We demonstrate here that the use of luciferase expressing strains has added value for evaluation of the efficacy of novel antimicrobials against microbes like B. burgdorferi, where solid phase plating-based methods on agar used in other bacteria are not effective. From the standpoint of enzyme inhibition, the most effective compound was dEt-ImmA, which showed a far superior affinity for the enzyme active site based on its resemblance to the transition state. However, it was not more active than IADO as a bactericidal agent by in vitro culture assays of spirochete viability, suggesting complex mechanisms may ultimately be responsible for causing death of the B. burgdorferi cells, and more than one mechanism may be involved.
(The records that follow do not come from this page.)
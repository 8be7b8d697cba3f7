//! # Site Configuration
//!
//! Manages the site configuration stored in `~/.config/termfolio/config.json`.
//!
//! ## Overview
//!
//! The [`Config`] struct is serialized to / deserialized from a JSON file in
//! the user's XDG config directory. Every field has a default, so an empty
//! object (or a missing file) yields a working site:
//!
//! ```json
//! {
//!   "page": "/",
//!   "targets": [{ "label": "Home", "path": "/" }, { "label": "Blog", "path": "/blog" }],
//!   "menu_heading": "Where to?",
//!   "shortcuts": { "h": "/", "b": "/blog" },
//!   "prompt": { "glyph": "$", "placeholder": "type 'help' and press Enter" },
//!   "console": { "height": 12, "min_height": 5 },
//!   "theme": "Catppuccin Mocha"
//! }
//! ```
//!
//! The `directories` crate is used to resolve the platform-appropriate config
//! directory.

use crate::ui::commands::{ShortcutTable, DEFAULT_SHORTCUTS, NAVIGATION_COMMANDS};
use crate::ui::menu::MenuItem;
use crate::ui::tray::{DEFAULT_HEIGHT, DEFAULT_MIN_HEIGHT};
use anyhow::{Context, Result};
use serde::{Deserialize, Serialize};
use std::collections::BTreeMap;
use std::fs;
use std::path::{Path, PathBuf};
use thiserror::Error;

/// Configuration errors that are recovered from or reported to the user.
#[derive(Error, Debug)]
pub enum ConfigError {
    #[error("malformed menu payload: {0}")]
    MenuPayload(#[source] serde_json::Error),

    #[error("invalid shortcut key {0:?}: expected a single letter")]
    InvalidShortcut(String),
}

/// Prompt appearance.
#[derive(Debug, Clone, PartialEq, Eq, Serialize, Deserialize)]
#[serde(deny_unknown_fields)]
pub struct PromptConfig {
    #[serde(default = "default_glyph")]
    pub glyph: String,
    #[serde(default = "default_placeholder")]
    pub placeholder: String,
}

fn default_glyph() -> String {
    "$".to_string()
}

fn default_placeholder() -> String {
    "type 'help' and press Enter".to_string()
}

impl Default for PromptConfig {
    fn default() -> Self {
        Self {
            glyph: default_glyph(),
            placeholder: default_placeholder(),
        }
    }
}

/// Console tray sizing, in terminal rows.
#[derive(Debug, Clone, Copy, PartialEq, Eq, Serialize, Deserialize)]
#[serde(deny_unknown_fields)]
pub struct ConsoleConfig {
    #[serde(default = "default_height")]
    pub height: u16,
    #[serde(default = "default_min_height")]
    pub min_height: u16,
}

fn default_height() -> u16 {
    DEFAULT_HEIGHT
}

fn default_min_height() -> u16 {
    DEFAULT_MIN_HEIGHT
}

impl Default for ConsoleConfig {
    fn default() -> Self {
        Self {
            height: default_height(),
            min_height: default_min_height(),
        }
    }
}

/// Persisted site configuration.
#[derive(Debug, Clone, Serialize, Deserialize)]
#[serde(deny_unknown_fields)]
pub struct Config {
    /// Identifier of the page shown at startup.
    #[serde(default = "default_page")]
    pub page: String,

    /// Ordered navigation targets shown in the menu.
    #[serde(default = "default_targets")]
    pub targets: Vec<MenuItem>,

    /// Optional line shown above the menu items.
    #[serde(default)]
    pub menu_heading: Option<String>,

    /// Single-letter navigation shortcuts.
    #[serde(default = "default_shortcuts")]
    pub shortcuts: BTreeMap<String, String>,

    #[serde(default)]
    pub prompt: PromptConfig,

    #[serde(default)]
    pub console: ConsoleConfig,

    /// The name of the selected theme (must match a built-in theme name).
    #[serde(default = "default_theme_name")]
    pub theme: String,
}

fn default_page() -> String {
    "/".to_string()
}

fn default_targets() -> Vec<MenuItem> {
    NAVIGATION_COMMANDS
        .iter()
        .map(|(keyword, path)| MenuItem::new(capitalize(keyword), *path))
        .collect()
}

fn default_shortcuts() -> BTreeMap<String, String> {
    DEFAULT_SHORTCUTS
        .iter()
        .map(|(key, path)| (key.to_string(), (*path).to_string()))
        .collect()
}

fn default_theme_name() -> String {
    "Catppuccin Mocha".to_string()
}

fn capitalize(word: &str) -> String {
    let mut chars = word.chars();
    match chars.next() {
        Some(first) => first.to_uppercase().chain(chars).collect(),
        None => String::new(),
    }
}

impl Default for Config {
    fn default() -> Self {
        Self {
            page: default_page(),
            targets: default_targets(),
            menu_heading: None,
            shortcuts: default_shortcuts(),
            prompt: PromptConfig::default(),
            console: ConsoleConfig::default(),
            theme: default_theme_name(),
        }
    }
}

impl Config {
    /// Load configuration from disk. Returns `Config::default()` if the file
    /// does not exist or cannot be parsed.
    pub fn load() -> Self {
        Self::try_load().unwrap_or_default()
    }

    /// Try to load configuration, returning an error on failure.
    fn try_load() -> Result<Self> {
        let path = Self::config_path()?;
        Self::load_from(&path)
    }

    /// Load configuration from a specific path. Returns `Config::default()` if
    /// the file does not exist.
    pub fn load_from(path: &Path) -> Result<Self> {
        if !path.exists() {
            return Ok(Self::default());
        }
        let contents = fs::read_to_string(path)
            .with_context(|| format!("Failed to read config file: {}", path.display()))?;
        let config: Self = serde_json::from_str(&contents)
            .with_context(|| format!("Failed to parse config file: {}", path.display()))?;
        Ok(config)
    }

    /// Save the configuration to a specific path.
    pub fn save_to(&self, path: &Path) -> Result<()> {
        if let Some(parent) = path.parent() {
            fs::create_dir_all(parent).with_context(|| {
                format!("Failed to create config directory: {}", parent.display())
            })?;
        }

        let contents = serde_json::to_string_pretty(self).context("Failed to serialize config")?;
        fs::write(path, contents)
            .with_context(|| format!("Failed to write config file: {}", path.display()))?;

        Ok(())
    }

    /// Return the path to the config file.
    pub fn config_path() -> Result<PathBuf> {
        let dirs = directories::ProjectDirs::from("", "", "termfolio")
            .context("Could not determine config directory")?;
        Ok(dirs.config_dir().join("config.json"))
    }

    /// Validate and build the shortcut table.
    pub fn shortcut_table(&self) -> Result<ShortcutTable, ConfigError> {
        ShortcutTable::from_pairs(
            self.shortcuts
                .iter()
                .map(|(key, path)| (key.as_str(), path.as_str())),
        )
    }
}
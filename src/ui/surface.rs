//! # Input Surfaces
//!
//! The prompt and the menu take turns being the active input surface. Both
//! implement [`InputSurface`]; the orchestrator owns one of each and switches
//! between them by [`Surface`] rather than replacing either one.

/// The closed set of input surfaces.
#[derive(Debug, Clone, Copy, PartialEq, Eq)]
pub enum Surface {
    Prompt,
    Menu,
}

/// Contract shared by the prompt and the menu.
///
/// A deactivated surface keeps its state (prompt text, history, menu
/// selection) but ignores input until it is activated again.
pub trait InputSurface {
    fn activate(&mut self);

    /// Suppress the surface. Also drops keyboard focus.
    fn deactivate(&mut self);

    /// Give keyboard focus. Has no effect on an inactive surface.
    fn focus(&mut self);

    fn blur(&mut self);

    fn is_active(&self) -> bool;

    fn is_focused(&self) -> bool;

    /// Whether key presses on this surface are text entry.
    fn accepts_text(&self) -> bool;
}
//! # Session Module
//!
//! Per-tab key-value storage shared across page loads.
//!
//! ## Overview
//!
//! A "tab" is the lifetime of the host process. Every navigation tears down
//! the current [`Orchestrator`](crate::ui::Orchestrator) and builds a new one
//! for the destination page, so anything that must survive a page load lives
//! in a [`SessionStore`] that the host hands from one orchestrator to the next.
//!
//! Only one key is written today: [`VISITED_KEY`], the flag that separates a
//! first visit (welcome sequence) from a return visit ("Connected to ...").
//!
//! ## Lifetime
//!
//! ```text
//! process start ──> MemorySessionStore::new()
//!                    │
//!      page "/"  ────┤  Orchestrator::new(.., store) ... into_store()
//!      page "/blog" ─┤  Orchestrator::new(.., store) ... into_store()
//!                    │
//! process exit  ──> dropped (nothing is written to disk)
//! ```

mod store;

pub use store::{MemorySessionStore, SessionStore, VISITED_KEY};
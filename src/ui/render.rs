use crate::ui::markup;
use crate::ui::orchestrator::{Focus, LayoutSnapshot, Mode, Orchestrator};
use crate::ui::output::{Content, OutputEntry};
use crate::ui::surface::InputSurface;
use crate::ui::theme::Theme;
use ratatui::{
    layout::{Alignment, Constraint, Direction, Layout, Rect},
    style::{Modifier, Style},
    text::{Line, Span},
    widgets::{Block, Borders, Paragraph, Wrap},
    Frame,
};

pub fn render(frame: &mut Frame, orchestrator: &mut Orchestrator, theme: &Theme) {
    let area = frame.area();
    frame.render_widget(Block::default().style(Style::default().bg(theme.bg)), area);

    let tray_rows = if orchestrator.tray().is_hidden() {
        1
    } else {
        orchestrator
            .tray()
            .clamp_height(orchestrator.tray().height(), area.height)
    };

    // Header + Page + Tray + Footer
    let chunks = Layout::default()
        .direction(Direction::Vertical)
        .constraints([
            Constraint::Length(1),
            Constraint::Min(0),
            Constraint::Length(tray_rows),
            Constraint::Length(1),
        ])
        .split(area);

    render_header(frame, orchestrator, theme, chunks[0]);
    render_page(frame, orchestrator, theme, chunks[1]);

    let mut layout = LayoutSnapshot {
        viewport: area,
        tray: chunks[2],
        ..LayoutSnapshot::default()
    };
    if orchestrator.tray().is_hidden() {
        render_collapsed_tray(frame, theme, chunks[2]);
    } else {
        render_tray(frame, orchestrator, theme, chunks[2], &mut layout);
    }
    render_footer(frame, orchestrator, theme, chunks[3]);

    orchestrator.set_layout(layout);
}

fn render_header(frame: &mut Frame, orchestrator: &Orchestrator, theme: &Theme, area: Rect) {
    let header = Line::from(vec![
        Span::styled(
            " termfolio ",
            Style::default()
                .fg(theme.bg)
                .bg(theme.accent)
                .add_modifier(Modifier::BOLD),
        ),
        Span::styled(
            format!("  {}  ", orchestrator.page_label()),
            Style::default().fg(theme.fg).add_modifier(Modifier::BOLD),
        ),
        Span::styled(orchestrator.page().to_string(), Style::default().fg(theme.fg_dim)),
    ]);
    frame.render_widget(Paragraph::new(header), area);
}

fn render_page(frame: &mut Frame, orchestrator: &Orchestrator, theme: &Theme, area: Rect) {
    let page_focused = orchestrator.mode() == Mode::Prompt && orchestrator.focus() == Focus::Page;
    let border_color = if page_focused {
        theme.accent
    } else {
        theme.fg_dim
    };

    let shortcuts: Vec<Span> = orchestrator
        .shortcuts()
        .iter()
        .flat_map(|(key, path)| {
            [
                Span::styled(
                    format!(" {key} "),
                    Style::default().fg(theme.bg).bg(theme.fg_dim),
                ),
                Span::styled(format!(" {path}   "), Style::default().fg(theme.fg)),
            ]
        })
        .collect();

    let text = vec![
        Line::from(""),
        Line::from(Span::styled(
            orchestrator.page_label().to_string(),
            Style::default().fg(theme.accent).add_modifier(Modifier::BOLD),
        )),
        Line::from(""),
        Line::from(Span::styled(
            "Shortcuts (press Tab to leave the prompt):",
            Style::default().fg(theme.fg_dim),
        )),
        Line::from(shortcuts),
    ];

    let page = Paragraph::new(text)
        .alignment(Alignment::Center)
        .wrap(Wrap { trim: true })
        .block(
            Block::default()
                .borders(Borders::ALL)
                .border_style(Style::default().fg(border_color)),
        );
    frame.render_widget(page, area);
}

fn render_collapsed_tray(frame: &mut Frame, theme: &Theme, area: Rect) {
    let bar = Paragraph::new(Line::from(vec![
        Span::styled(" ▲ console ", Style::default().fg(theme.bg).bg(theme.fg_dim)),
        Span::styled(
            "  click or Ctrl+T to show",
            Style::default().fg(theme.fg_dim),
        ),
    ]));
    frame.render_widget(bar, area);
}

fn render_tray(
    frame: &mut Frame,
    orchestrator: &mut Orchestrator,
    theme: &Theme,
    area: Rect,
    layout: &mut LayoutSnapshot,
) {
    let surface_focused = orchestrator.focus() == Focus::Surface;
    let border_color = if orchestrator.tray().is_dragging() || surface_focused {
        theme.accent
    } else {
        theme.fg_dim
    };

    let block = Block::default()
        .borders(Borders::ALL)
        .title(" console ")
        .title_bottom(Line::from(" drag the top border to resize ").right_aligned())
        .border_style(Style::default().fg(border_color));
    let inner = block.inner(area);
    frame.render_widget(block, area);

    let surface_rows = match orchestrator.mode() {
        Mode::Prompt => 1,
        Mode::Menu => menu_rows(orchestrator),
    };
    let chunks = Layout::default()
        .direction(Direction::Vertical)
        .constraints([Constraint::Min(1), Constraint::Length(surface_rows)])
        .split(inner);

    layout.log = chunks[0];
    render_log(frame, orchestrator, theme, chunks[0]);

    match orchestrator.mode() {
        Mode::Prompt => {
            layout.prompt = chunks[1];
            render_prompt(frame, orchestrator, theme, chunks[1]);
        }
        Mode::Menu => {
            layout.menu_items = render_menu(frame, orchestrator, theme, chunks[1]);
        }
    }
}

fn entry_lines(entry: &OutputEntry, theme: &Theme) -> Vec<Line<'static>> {
    let style = Style::default().fg(theme.category_color(entry.category()));
    match entry.content() {
        Content::Markup(source) => markup::to_lines(source, style, theme.accent),
        Content::Text(text) => text
            .split('\n')
            .map(|line| Line::from(Span::styled(line.to_string(), style)))
            .collect(),
    }
}

fn render_log(frame: &mut Frame, orchestrator: &mut Orchestrator, theme: &Theme, area: Rect) {
    let lines: Vec<Line> = orchestrator
        .output()
        .entries()
        .iter()
        .flat_map(|entry| entry_lines(entry, theme))
        .collect();

    // Layout is known now; resolve any scroll queued by appends.
    let output = orchestrator.output_mut();
    output.settle_scroll(lines.len(), usize::from(area.height));
    let offset = u16::try_from(output.scroll_offset()).unwrap_or(u16::MAX);

    frame.render_widget(Paragraph::new(lines).scroll((offset, 0)), area);
}

fn render_prompt(frame: &mut Frame, orchestrator: &Orchestrator, theme: &Theme, area: Rect) {
    let prompt = orchestrator.prompt();
    let glyph = Span::styled(
        format!("{} ", prompt.glyph()),
        Style::default().fg(theme.accent).add_modifier(Modifier::BOLD),
    );
    let input = if prompt.value().is_empty() && !prompt.is_focused() {
        Span::styled(prompt.placeholder().to_string(), Style::default().fg(theme.fg_dim))
    } else {
        Span::styled(prompt.value().to_string(), Style::default().fg(theme.fg))
    };

    if prompt.is_focused() {
        let offset = glyph.width() + input.width();
        let x = area
            .x
            .saturating_add(u16::try_from(offset).unwrap_or(u16::MAX))
            .min(area.right().saturating_sub(1));
        frame.set_cursor_position((x, area.y));
    }

    frame.render_widget(Paragraph::new(Line::from(vec![glyph, input])), area);
}

fn menu_rows(orchestrator: &Orchestrator) -> u16 {
    let menu = orchestrator.menu();
    let heading = u16::from(menu.heading().is_some());
    let items = u16::try_from(menu.len().max(1)).unwrap_or(u16::MAX);
    heading.saturating_add(items)
}

/// Draw the menu and return the rectangle holding one row per item.
fn render_menu(frame: &mut Frame, orchestrator: &Orchestrator, theme: &Theme, area: Rect) -> Rect {
    let menu = orchestrator.menu();
    let mut items_area = area;

    if let Some(heading) = menu.heading() {
        let heading_area = Rect {
            height: area.height.min(1),
            ..area
        };
        frame.render_widget(
            Paragraph::new(Span::styled(
                heading.to_string(),
                Style::default().fg(theme.fg).add_modifier(Modifier::BOLD),
            )),
            heading_area,
        );
        items_area.y = items_area.y.saturating_add(heading_area.height);
        items_area.height = items_area.height.saturating_sub(heading_area.height);
    }

    if menu.is_empty() {
        frame.render_widget(
            Paragraph::new(Span::styled(
                "  (no pages)  Esc to go back",
                Style::default().fg(theme.fg_dim),
            )),
            items_area,
        );
        return Rect { height: 0, ..items_area };
    }

    let lines: Vec<Line> = menu
        .items()
        .iter()
        .enumerate()
        .map(|(i, item)| {
            if i == menu.selected() {
                Line::from(vec![
                    Span::styled(
                        format!("› {}", item.label),
                        Style::default()
                            .fg(theme.accent)
                            .bg(theme.selection_bg)
                            .add_modifier(Modifier::BOLD),
                    ),
                    Span::styled(
                        format!("  {}", item.target),
                        Style::default().fg(theme.fg_dim).bg(theme.selection_bg),
                    ),
                ])
            } else {
                Line::from(Span::styled(
                    format!("  {}", item.label),
                    Style::default().fg(theme.fg),
                ))
            }
        })
        .collect();

    frame.render_widget(Paragraph::new(lines), items_area);
    let visible = u16::try_from(menu.len())
        .unwrap_or(u16::MAX)
        .min(items_area.height);
    Rect {
        height: visible,
        ..items_area
    }
}

fn render_footer(frame: &mut Frame, orchestrator: &Orchestrator, theme: &Theme, area: Rect) {
    let help_text = match (orchestrator.mode(), orchestrator.focus()) {
        (Mode::Menu, _) => "[↑↓/jk] Select  [Home/End] First/Last  [Enter] Open  [Esc] Cancel",
        (Mode::Prompt, Focus::Surface) => {
            "[Enter] Run  [↑↓] History  [Esc] Clear  [Tab] Page  [Ctrl+T] Console  [Ctrl+C] Quit"
        }
        (Mode::Prompt, Focus::Page) => {
            "[letter] Shortcut  [Tab/Enter] Prompt  [PgUp/PgDn] Scroll  [Ctrl+T] Console  [Ctrl+C] Quit"
        }
    };

    let footer = Paragraph::new(help_text).style(Style::default().fg(theme.fg_dim));
    frame.render_widget(footer, area);
}

#[cfg(test)]
mod tests {
    use super::*;
    use crate::session::MemorySessionStore;
    use crate::ui::config::Config;
    use crate::ui::events::{EventSource, Subscription};
    use crossterm::event::{Event, KeyCode, KeyEvent, KeyModifiers};
    use ratatui::{backend::TestBackend, Terminal};
    use std::time::Duration;

    struct NullSource;

    impl EventSource for NullSource {
        fn read_event(&mut self, _timeout: Duration) -> anyhow::Result<Option<Event>> {
            Ok(None)
        }

        fn subscribe(&mut self) -> anyhow::Result<Subscription> {
            Ok(Subscription::noop())
        }
    }

    fn started() -> Orchestrator {
        let mut orchestrator =
            Orchestrator::new("/", &Config::default(), Box::new(MemorySessionStore::new()))
                .expect("valid config");
        orchestrator.initialize(&mut NullSource).expect("initialize");
        orchestrator
    }

    fn draw(orchestrator: &mut Orchestrator, width: u16, height: u16) -> String {
        let mut terminal = Terminal::new(TestBackend::new(width, height)).expect("terminal");
        terminal
            .draw(|f| render(f, orchestrator, Theme::default_theme()))
            .expect("draw");
        let buffer = terminal.backend().buffer().clone();
        buffer
            .content()
            .chunks(usize::from(width))
            .map(|row| row.iter().map(|cell| cell.symbol()).collect::<String>())
            .collect::<Vec<_>>()
            .join("\n")
    }

    #[test]
    fn test_render_shows_welcome_and_prompt() {
        let mut orchestrator = started();
        let screen = draw(&mut orchestrator, 80, 30);
        assert!(screen.contains("termfolio interactive shell"));
        assert!(screen.contains("$ "));
        assert!(screen.contains("console"));
    }

    #[test]
    fn test_render_records_layout_and_settles_scroll() {
        let mut orchestrator = started();
        assert!(orchestrator.output().is_scroll_pending());
        draw(&mut orchestrator, 80, 30);
        assert!(!orchestrator.output().is_scroll_pending());

        let layout = orchestrator.layout();
        assert_eq!(layout.viewport, Rect::new(0, 0, 80, 30));
        assert_eq!(layout.tray.height, orchestrator.tray().height());
        assert_eq!(layout.prompt.height, 1);
        assert_eq!(layout.menu_items, Rect::default());
    }

    #[test]
    fn test_render_menu_mode_records_item_rows() {
        let mut orchestrator = started();
        for c in "menu".chars() {
            orchestrator.handle_event(&Event::Key(KeyEvent::new(
                KeyCode::Char(c),
                KeyModifiers::empty(),
            )));
        }
        orchestrator.handle_event(&Event::Key(KeyEvent::new(
            KeyCode::Enter,
            KeyModifiers::empty(),
        )));
        let screen = draw(&mut orchestrator, 80, 40);
        assert!(screen.contains("› Home"));
        assert_eq!(
            usize::from(orchestrator.layout().menu_items.height),
            orchestrator.menu().len()
        );
    }

    #[test]
    fn test_render_hidden_tray_collapses_to_bar() {
        let mut orchestrator = started();
        orchestrator.toggle_console();
        let screen = draw(&mut orchestrator, 80, 30);
        assert!(screen.contains("Ctrl+T to show"));
        assert_eq!(orchestrator.layout().tray.height, 1);
    }

    #[test]
    fn test_render_escapes_user_markup() {
        let mut orchestrator = started();
        orchestrator.run_command("<b>x</b>");
        let screen = draw(&mut orchestrator, 80, 30);
        assert!(screen.contains("Unknown command: <b>x</b>"));
    }
}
Compounds like IADO are known substrates for human MTA phosphorylase, and the 5-iodo-ribose-1-phosphate product of the reaction has been proposed to be the active metabolite in mammalian cytotoxicity [52]. Our studies did not support IADO as a substrate for the MTANs, so the mechanism of cytotoxicity is not the same as observed in mammalian cells. Rather, the effects of IADO may reflect inhibition of surface/extracellular enzyme (Bgp/MtnN) that may interrupt their function in supplying readily transportable (and metabolically valuable) adenine to the cells. Cellular uptake of IADO and subsequent inhibition of cytoplasmic Pfs may have less impact on purine salvage but impose the intracellular accumulation of growth inhibitory nucleosides that have broad effects in slowing metabolism. While much work remains to be done to more thoroughly understand the mechanism(s) of action of MTAN inhibitors, the studies reported here suggest that MTAN inhibition is a useful target for the development of anti-B. burgdorferi antibiotics and additional research in this area is warranted.